Lui provides telling insight for a big story – what is happening to almost 100 million Americans. He does this by focusing on the intimate experiences of members of three families. Lui and his dad are members of one of those families in one of the best must-see films released this year.
Part 1
“I wanted (to make this film) to shift the conversation about mental health and bring it into the mainstream. We all have hidden wounds of our own. When you bring that into a caregiving context those hidden wounds become even more evident. In the film, you see the hidden wounds that are being cared for, like PTSD, cancer, and Alzheimer’s – all conditions you can’t see on the outside. But you also start to see the hidden wounds shared by the caregivers who are helping to care for their family members.” – Director Richard Liu
Nearly 58 million Americans, according to the National Institute of Mental Health, must deal with a mental health challenge each year. About 53 million Americans, according to the AARP, are family caregivers, who face their own emotional distress in caring for loved ones.

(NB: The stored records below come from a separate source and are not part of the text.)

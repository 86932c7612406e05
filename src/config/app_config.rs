use serde::Deserialize;

/// Application configuration
#[derive(Debug, Clone, Default, Deserialize)]
#[serde(default)]
pub struct AppConfig {
    pub server: ServerConfig,
    pub logging: LoggingConfig,
    pub generation: GenerationConfig,
    pub retrieval: RetrievalConfig,
    pub storage: StorageConfig,
}

#[derive(Debug, Clone, Deserialize)]
#[serde(default)]
pub struct ServerConfig {
    pub host: String,
    pub port: u16,
}

#[derive(Debug, Clone, Deserialize)]
#[serde(default)]
pub struct LoggingConfig {
    pub level: String,
    pub format: LogFormat,
}

#[derive(Debug, Clone, Deserialize, Default, PartialEq, Eq)]
#[serde(rename_all = "lowercase")]
pub enum LogFormat {
    #[default]
    Pretty,
    Json,
}

/// Model and sampling settings, fixed for the lifetime of the process
#[derive(Debug, Clone, Deserialize)]
#[serde(default)]
pub struct GenerationConfig {
    pub model_id: String,
    pub max_tokens: u32,
    pub temperature: f64,
    pub top_p: f64,
    pub top_k: u32,
    pub stop_sequences: Vec<String>,
}

#[derive(Debug, Clone, Deserialize)]
#[serde(default)]
pub struct RetrievalConfig {
    /// Bedrock Knowledge Base ID, required at startup
    pub knowledge_base_id: String,
    pub top_k: u32,
    pub region: Option<String>,
}

#[derive(Debug, Clone, Deserialize)]
#[serde(default)]
pub struct StorageConfig {
    /// Evaluation document bucket, required at startup
    pub bucket: String,
    pub documents_prefix: String,
    pub criteria_key: String,
    pub presign_ttl_secs: u64,
}

impl Default for ServerConfig {
    fn default() -> Self {
        Self {
            host: "0.0.0.0".to_string(),
            port: 8080,
        }
    }
}

impl Default for LoggingConfig {
    fn default() -> Self {
        Self {
            level: "info".to_string(),
            format: LogFormat::default(),
        }
    }
}

impl Default for GenerationConfig {
    fn default() -> Self {
        Self {
            model_id: "anthropic.claude-3-haiku-20240307-v1:0".to_string(),
            max_tokens: 2048,
            temperature: 0.9,
            top_p: 1.0,
            top_k: 250,
            stop_sequences: vec!["\n\nHuman".to_string()],
        }
    }
}

impl Default for RetrievalConfig {
    fn default() -> Self {
        Self {
            knowledge_base_id: String::new(),
            top_k: 4,
            region: None,
        }
    }
}

impl Default for StorageConfig {
    fn default() -> Self {
        Self {
            bucket: String::new(),
            documents_prefix: "eval-doc-files/".to_string(),
            criteria_key: "prompt-files/evaluation_criteria.txt".to_string(),
            presign_ttl_secs: 300,
        }
    }
}

impl AppConfig {
    pub fn load() -> Result<Self, config::ConfigError> {
        let config = config::Config::builder()
            .add_source(config::File::with_name("config/default").required(false))
            .add_source(config::File::with_name("config/local").required(false))
            .add_source(
                config::Environment::with_prefix("APP")
                    .separator("__")
                    .try_parsing(true),
            )
            .build()?;

        config.try_deserialize()
    }
}

#[cfg(test)]
mod tests {
    use super::*;

    #[test]
    fn test_defaults_match_deployment_constants() {
        let config = AppConfig::default();

        assert_eq!(config.server.port, 8080);
        assert_eq!(config.generation.model_id, "anthropic.claude-3-haiku-20240307-v1:0");
        assert_eq!(config.generation.max_tokens, 2048);
        assert_eq!(config.generation.temperature, 0.9);
        assert_eq!(config.generation.top_k, 250);
        assert_eq!(config.retrieval.top_k, 4);
        assert_eq!(config.storage.presign_ttl_secs, 300);
        assert_eq!(config.storage.documents_prefix, "eval-doc-files/");
    }

    #[test]
    fn test_log_format_deserialization() {
        #[derive(Deserialize)]
        struct Wrapper {
            format: LogFormat,
        }

        let wrapper: Wrapper = serde_json::from_str(r#"{"format": "json"}"#).unwrap();
        assert_eq!(wrapper.format, LogFormat::Json);
    }
}
//! Core domain logic for the task list.
//! This crate is the single source of truth for record invariants.

pub mod logging;
pub mod model;
pub mod repo;
pub mod service;

pub use logging::{
    default_log_level, init_logging, logging_status, LogConfig, LogLevel, LoggingError,
};
pub use model::todo::{validate_title, Todo, TodoId, TodoValidationError, MAX_TITLE_CHARS};
pub use repo::todo_store::{TodoRepository, TodoStore};
pub use service::todo_service::{
    CompletionSummary, TodoService, TodoServiceError, TodoServiceResult,
};

/// Returns the core crate version.
pub fn core_version() -> &'static str {
    env!("CARGO_PKG_VERSION")
}

#[cfg(test)]
mod tests {
    use super::core_version;

    #[test]
    fn version_is_not_empty() {
        assert!(!core_version().is_empty());
    }
}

Lui says the idea to make a film to inform Americans of the emotional health challenges facing this country began brewing in his mind seven years ago. His film is kaleidoscopic in scope, this reviewer believes, because of the many planes and levels of truth and reality and fact explored and reported – and because of the ethnographic as well as his journalistic skills he most certainly can wield.
His UNCONDITIONAL is about the importance of mental health for those living with disabilities. And it shows how caregivers just like him often face issues about their own emotional health and don’t realize that they are.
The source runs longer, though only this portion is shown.